◆ DATA SECTION:
* * * *

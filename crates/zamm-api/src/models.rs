//! Request and response records for the built-in methods.
//!
//! Each record lists its fields in declaration order. Decoding visits them in
//! that order, so the first invalid field in the list is the one reported.
//! Semantic checks (for example which chat roles exist) are left to the
//! handlers; these records only validate shape.

use serde_json::Value;

use crate::codec::{
    Decode, DecodeError, Encode, EncodeError, RecordReader, RecordWriter, Schema, decode_float,
    decode_int, decode_list, decode_string,
};

/// Arguments for the `greet` method.
#[derive(Debug, Clone, PartialEq, Eq)]
pub struct GreetRequest {
    /// Name to greet. An empty name is valid.
    pub name: String,
}

impl Decode for GreetRequest {
    fn decode(raw: &Value) -> Result<Self, DecodeError> {
        let record = RecordReader::new(raw)?;
        Ok(Self {
            name: record.required("name", decode_string)?,
        })
    }
}

impl Encode for GreetRequest {
    fn encode(&self) -> Result<Value, EncodeError> {
        Ok(RecordWriter::new().required("name", &self.name)?.finish())
    }
}

impl Schema for GreetRequest {
    const NAME: &'static str = "GreetRequest";
}

/// Result of the `greet` method.
#[derive(Debug, Clone, PartialEq, Eq)]
pub struct GreetResponse {
    /// Rendered greeting.
    pub greeting: String,
}

impl Decode for GreetResponse {
    fn decode(raw: &Value) -> Result<Self, DecodeError> {
        let record = RecordReader::new(raw)?;
        Ok(Self {
            greeting: record.required("greeting", decode_string)?,
        })
    }
}

impl Encode for GreetResponse {
    fn encode(&self) -> Result<Value, EncodeError> {
        Ok(RecordWriter::new()
            .required("greeting", &self.greeting)?
            .finish())
    }
}

impl Schema for GreetResponse {
    const NAME: &'static str = "GreetResponse";
}

/// One turn of a conversation.
///
/// `role` is expected to be `Human`, `AI`, or `System`, but the codec keeps it
/// as free text; the chat handler rejects unknown roles.
#[derive(Debug, Clone, PartialEq, Eq)]
pub struct ChatMessage {
    /// Message body.
    pub message: String,
    /// Speaker of the message.
    pub role: String,
}

impl ChatMessage {
    /// Creates a message from its parts.
    pub fn new(message: impl Into<String>, role: impl Into<String>) -> Self {
        Self {
            message: message.into(),
            role: role.into(),
        }
    }
}

impl Decode for ChatMessage {
    fn decode(raw: &Value) -> Result<Self, DecodeError> {
        let record = RecordReader::new(raw)?;
        Ok(Self {
            message: record.required("message", decode_string)?,
            role: record.required("role", decode_string)?,
        })
    }
}

impl Encode for ChatMessage {
    fn encode(&self) -> Result<Value, EncodeError> {
        Ok(RecordWriter::new()
            .required("message", &self.message)?
            .required("role", &self.role)?
            .finish())
    }
}

impl Schema for ChatMessage {
    const NAME: &'static str = "ChatMessage";
}

/// Arguments for the `chat` method.
#[derive(Debug, Clone, PartialEq)]
pub struct ChatRequest {
    /// Provider name, for example `OpenAI`.
    pub provider: String,
    /// Model requested from the provider.
    pub llm: String,
    /// Credential supplied by the caller.
    pub api_key: String,
    /// Conversation sent to the model, oldest message first.
    pub prompt: Vec<ChatMessage>,
    /// Sampling temperature; the provider default applies when absent.
    pub temperature: Option<f64>,
}

impl Decode for ChatRequest {
    fn decode(raw: &Value) -> Result<Self, DecodeError> {
        let record = RecordReader::new(raw)?;
        Ok(Self {
            provider: record.required("provider", decode_string)?,
            llm: record.required("llm", decode_string)?,
            api_key: record.required("api_key", decode_string)?,
            prompt: record.required("prompt", |raw| decode_list(ChatMessage::decode, raw))?,
            temperature: record.optional("temperature", decode_float)?,
        })
    }
}

impl Encode for ChatRequest {
    fn encode(&self) -> Result<Value, EncodeError> {
        Ok(RecordWriter::new()
            .required("provider", &self.provider)?
            .required("llm", &self.llm)?
            .required("api_key", &self.api_key)?
            .required("prompt", &self.prompt)?
            .optional("temperature", self.temperature.as_ref())?
            .finish())
    }
}

impl Schema for ChatRequest {
    const NAME: &'static str = "ChatRequest";
}

/// Token accounting for one completion.
#[derive(Debug, Clone, PartialEq)]
pub struct TokenMetadata {
    /// Tokens produced by the model.
    pub completion: i64,
    /// Tokens consumed by the prompt.
    pub prompt: i64,
    /// Sum of prompt and completion tokens.
    pub total: i64,
    /// Estimated cost in US dollars.
    pub cost: f64,
}

impl Decode for TokenMetadata {
    fn decode(raw: &Value) -> Result<Self, DecodeError> {
        let record = RecordReader::new(raw)?;
        Ok(Self {
            completion: record.required("completion", decode_int)?,
            prompt: record.required("prompt", decode_int)?,
            total: record.required("total", decode_int)?,
            cost: record.required("cost", decode_float)?,
        })
    }
}

impl Encode for TokenMetadata {
    fn encode(&self) -> Result<Value, EncodeError> {
        Ok(RecordWriter::new()
            .required("completion", &self.completion)?
            .required("prompt", &self.prompt)?
            .required("total", &self.total)?
            .required("cost", &self.cost)?
            .finish())
    }
}

impl Schema for TokenMetadata {
    const NAME: &'static str = "TokenMetadata";
}

/// Result of the `chat` method.
#[derive(Debug, Clone, PartialEq)]
pub struct ChatResponse {
    /// Model that actually served the request, when the handler reports it.
    ///
    /// Older payloads do not carry this field, so it is optional in both
    /// directions.
    pub llm: Option<String>,
    /// The model's reply.
    pub response: ChatMessage,
    /// Token usage for the call.
    pub tokens: TokenMetadata,
}

impl Decode for ChatResponse {
    fn decode(raw: &Value) -> Result<Self, DecodeError> {
        let record = RecordReader::new(raw)?;
        Ok(Self {
            llm: record.optional("llm", decode_string)?,
            response: record.required("response", ChatMessage::decode)?,
            tokens: record.required("tokens", TokenMetadata::decode)?,
        })
    }
}

impl Encode for ChatResponse {
    fn encode(&self) -> Result<Value, EncodeError> {
        Ok(RecordWriter::new()
            .optional("llm", self.llm.as_deref())?
            .required("response", &self.response)?
            .required("tokens", &self.tokens)?
            .finish())
    }
}

impl Schema for ChatResponse {
    const NAME: &'static str = "ChatResponse";
}

#[cfg(test)]
mod tests;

* * * *

◆ EXERCISE DIRECTIONS:
Count up the lines in the preceding data that include the word "GreetRequest"; respond with the number only.

◆ YOUR RESPONSE:
5